Mineral and Mineralogy News

Into the Oh! Zone

A study of Himalaya Mine tourmaline

American Mineralogist cover image

Color zoning in tourmaline is well known to enthusiasts of Southern California minerals. Pala’s Tourmaline Buying Guide includes a couple of lovely examples of the natural phenomenon.
Slices of bi-color “watermelon” tourmaline are the centerpieces around which jewelry creations are crafted. San Diego County’s Himalaya Mine, which has a role in our chronicle of Pala International’s 40 years in the trade, produced color-zoned tourmaline for more nearly the entire 20th century.
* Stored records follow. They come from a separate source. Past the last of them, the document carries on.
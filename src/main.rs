//! `sumbench` - measure every summation kernel on the configured sizes.
//!
//! Configuration comes from `SUMBENCH_*` environment variables (see
//! [`HarnessConfig::from_env`]). Set `SUMBENCH_REPORT_FORMAT=json` for a
//! machine-readable report on stdout.
//!
//! The native kernel is loaded from `libsumbench_engine` next to this binary.
//! `cargo run` alone does not build that library: run
//! `cargo build --workspace` first, or point `SUMBENCH_ENGINE_PATH` at a
//! built copy. Without it the native kernel is listed as excluded.

use std::env;
use std::process::ExitCode;

use sumbench_core::kernel::ForeignBinding;
use sumbench_core::{CapabilitySet, CountingAllocator, Harness, HarnessConfig, KernelSet, Report};
use sumbench_tracing::{init_global_tracing, TracingConfig};

#[global_allocator]
static GLOBAL: CountingAllocator = CountingAllocator::new();

fn main() -> ExitCode {
    if let Err(err) = init_global_tracing(&TracingConfig::from_env()) {
        eprintln!("sumbench: tracing disabled: {err}");
    }

    let report = match run() {
        Ok(report) => report,
        Err(err) => {
            tracing::error!(error = %err, "measurement aborted");
            eprintln!("sumbench: {err}");
            return ExitCode::FAILURE;
        }
    };

    let rendered = render(&report, json_requested());
    let outcome = Outcome::of(&report, &rendered);
    match rendered {
        Ok(text) => println!("{text}"),
        Err(err) => {
            tracing::error!(error = %err, "report serialization failed");
            eprintln!("sumbench: cannot serialize report: {err}");
        }
    }
    for (kernel, size) in report.correctness_failures() {
        tracing::error!(kernel, size, "kernel disagreed with the baseline");
    }
    outcome.into()
}

/// How the process ends once measurement itself succeeded.
#[derive(Debug, Clone, Copy, PartialEq, Eq)]
enum Outcome {
    /// Report printed, every kernel agreed with the baseline.
    Agreed,
    /// Report printed, at least one kernel disagreed.
    Mismatch,
    /// Report could not be rendered.
    Unprinted,
}

impl Outcome {
    fn of<E>(report: &Report, rendered: &Result<String, E>) -> Self {
        if rendered.is_err() {
            Outcome::Unprinted
        } else if report.all_correct() {
            Outcome::Agreed
        } else {
            Outcome::Mismatch
        }
    }
}

impl From<Outcome> for ExitCode {
    fn from(outcome: Outcome) -> Self {
        match outcome {
            Outcome::Agreed => ExitCode::SUCCESS,
            Outcome::Mismatch => ExitCode::from(2),
            Outcome::Unprinted => ExitCode::FAILURE,
        }
    }
}

fn run() -> sumbench_core::Result<Report> {
    let config = HarnessConfig::from_env()?;
    let capabilities = CapabilitySet::detected();
    tracing::info!(%capabilities, engine = %config.engine_path.display(), "starting");

    let kernels = KernelSet::standard(capabilities)
        .with_foreign(ForeignBinding::load(&config.engine_path, &config.engine_symbol));
    let harness = Harness::with_probe(config, &GLOBAL)?;
    harness.run_configured(&kernels)
}

fn render(report: &Report, json: bool) -> Result<String, serde_json::Error> {
    if json {
        serde_json::to_string_pretty(report)
    } else {
        Ok(report.to_string())
    }
}

fn json_requested() -> bool {
    env::var("SUMBENCH_REPORT_FORMAT").is_ok_and(|v| v.eq_ignore_ascii_case("json"))
}
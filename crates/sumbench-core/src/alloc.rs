//! Allocation accounting.
//!
//! The harness reads an [`AllocationProbe`] immediately before and after
//! each timed invocation and records the difference. The probe observes; it
//! never influences what a kernel does.
//!
//! To get real numbers the host binary installs [`CountingAllocator`]:
//!
//! ```rust,ignore
//! use sumbench_core::alloc::CountingAllocator;
//!
//! #[global_allocator]
//! static GLOBAL: CountingAllocator = CountingAllocator::new();
//! ```

use std::alloc::{GlobalAlloc, Layout, System};
use std::sync::atomic::{AtomicU64, Ordering};

/// Monotonic count of bytes allocated by the process so far.
pub trait AllocationProbe {
    fn allocated_bytes(&self) -> u64;
}

/// Probe for hosts without allocation accounting; always reports zero.
#[derive(Debug, Clone, Copy, Default)]
pub struct NullProbe;

impl AllocationProbe for NullProbe {
    fn allocated_bytes(&self) -> u64 {
        0
    }
}

/// `GlobalAlloc` wrapper around [`System`] that counts bytes requested.
///
/// Frees are not subtracted: the count is "bytes allocated", matching what
/// a per-trial allocation column reports.
#[derive(Debug)]
pub struct CountingAllocator {
    allocated: AtomicU64,
}

impl CountingAllocator {
    pub const fn new() -> Self {
        Self {
            allocated: AtomicU64::new(0),
        }
    }

    fn count(&self, bytes: usize) {
        self.allocated.fetch_add(bytes as u64, Ordering::Relaxed);
    }
}

impl Default for CountingAllocator {
    fn default() -> Self {
        Self::new()
    }
}

unsafe impl GlobalAlloc for CountingAllocator {
    unsafe fn alloc(&self, layout: Layout) -> *mut u8 {
        let ptr = System.alloc(layout);
        if !ptr.is_null() {
            self.count(layout.size());
        }
        ptr
    }

    unsafe fn alloc_zeroed(&self, layout: Layout) -> *mut u8 {
        let ptr = System.alloc_zeroed(layout);
        if !ptr.is_null() {
            self.count(layout.size());
        }
        ptr
    }

    unsafe fn dealloc(&self, ptr: *mut u8, layout: Layout) {
        System.dealloc(ptr, layout)
    }

    unsafe fn realloc(&self, ptr: *mut u8, layout: Layout, new_size: usize) -> *mut u8 {
        let new_ptr = System.realloc(ptr, layout, new_size);
        if !new_ptr.is_null() && new_size > layout.size() {
            self.count(new_size - layout.size());
        }
        new_ptr
    }
}

impl AllocationProbe for CountingAllocator {
    fn allocated_bytes(&self) -> u64 {
        self.allocated.load(Ordering::Relaxed)
    }
}

impl<P: AllocationProbe + ?Sized> AllocationProbe for &P {
    fn allocated_bytes(&self) -> u64 {
        (**self).allocated_bytes()
    }
}

#[cfg(test)]
mod tests {
    use super::*;

    #[test]
    fn null_probe_reports_zero() {
        assert_eq!(NullProbe.allocated_bytes(), 0);
    }

    #[test]
    fn counting_allocator_counts_requested_bytes() {
        let counter = CountingAllocator::new();
        let layout = Layout::array::<f32>(64).unwrap();
        unsafe {
            let ptr = counter.alloc(layout);
            assert!(!ptr.is_null());
            assert_eq!(counter.allocated_bytes(), 256);

            let grown = counter.realloc(ptr, layout, 512);
            assert!(!grown.is_null());
            assert_eq!(counter.allocated_bytes(), 512);

            counter.dealloc(grown, Layout::from_size_align(512, layout.align()).unwrap());
        }
        assert_eq!(counter.allocated_bytes(), 512);
    }

    #[test]
    fn probe_by_reference() {
        fn read<P: AllocationProbe>(probe: P) -> u64 {
            probe.allocated_bytes()
        }
        let counter = CountingAllocator::new();
        assert_eq!(read(&counter), 0);
        assert_eq!(read(&NullProbe as &dyn AllocationProbe), 0);
    }
}
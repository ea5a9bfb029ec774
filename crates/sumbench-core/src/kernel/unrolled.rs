//! Hand-unrolled scalar summation: eight explicit additions per iteration.

use super::{scalar, ExecutionPath, KernelDescriptor, SumKernel, VECTOR_WIDTH};

/// Sum full groups of [`VECTOR_WIDTH`] with one expression each, then fold
/// the 0..7 trailing elements one by one.
#[inline]
pub fn sum(data: &[f32]) -> f32 {
    let chunks = data.chunks_exact(VECTOR_WIDTH);
    let tail = chunks.remainder();

    let mut total = 0.0f32;
    for c in chunks {
        total += c[0] + c[1] + c[2] + c[3] + c[4] + c[5] + c[6] + c[7];
    }
    total + scalar::sum(tail)
}

#[derive(Debug, Clone)]
pub struct UnrolledSum {
    descriptor: KernelDescriptor,
}

impl UnrolledSum {
    pub const NAME: &'static str = "unrolled";

    pub fn new() -> Self {
        Self {
            descriptor: KernelDescriptor::new(Self::NAME),
        }
    }
}

impl Default for UnrolledSum {
    fn default() -> Self {
        Self::new()
    }
}

impl SumKernel for UnrolledSum {
    fn descriptor(&self) -> &KernelDescriptor {
        &self.descriptor
    }

    fn execution_path(&self) -> ExecutionPath {
        ExecutionPath::Portable
    }

    fn reduce(&self, data: &[f32]) -> f32 {
        sum(data)
    }
}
This month, in the Mineralogical Society of America’s journal, American Mineralogist, a remarkable “strongly color-zoned crystal” from the Himalaya is amongst the mine’s specimens discussed at some length.
“Tourmaline of the elbaite-schorl series from the Himalaya Mine, Mesa Grande, California: A detailed investigation” (abstracted herehttp://ammin.geoscienceworld.org/content/95/1/24.abstract) is a study authored by an international group from Europe and the U.S.: Andreas Ertl, George R. Rossman, John M. Hughes, David London, Ying Wang, Julie A. O’Leary, M. Darby Dyar, Stefan Prowatke, Thomas Ludwig, and Ekkehart Tillmanns.

Tourmaline photo image
Black and white… and so much in between, from a black core of “oxy-schorl” to an icing of colorless fluor-elbaite. (Photo courtesy George R. Rossman, California Institute of Technology)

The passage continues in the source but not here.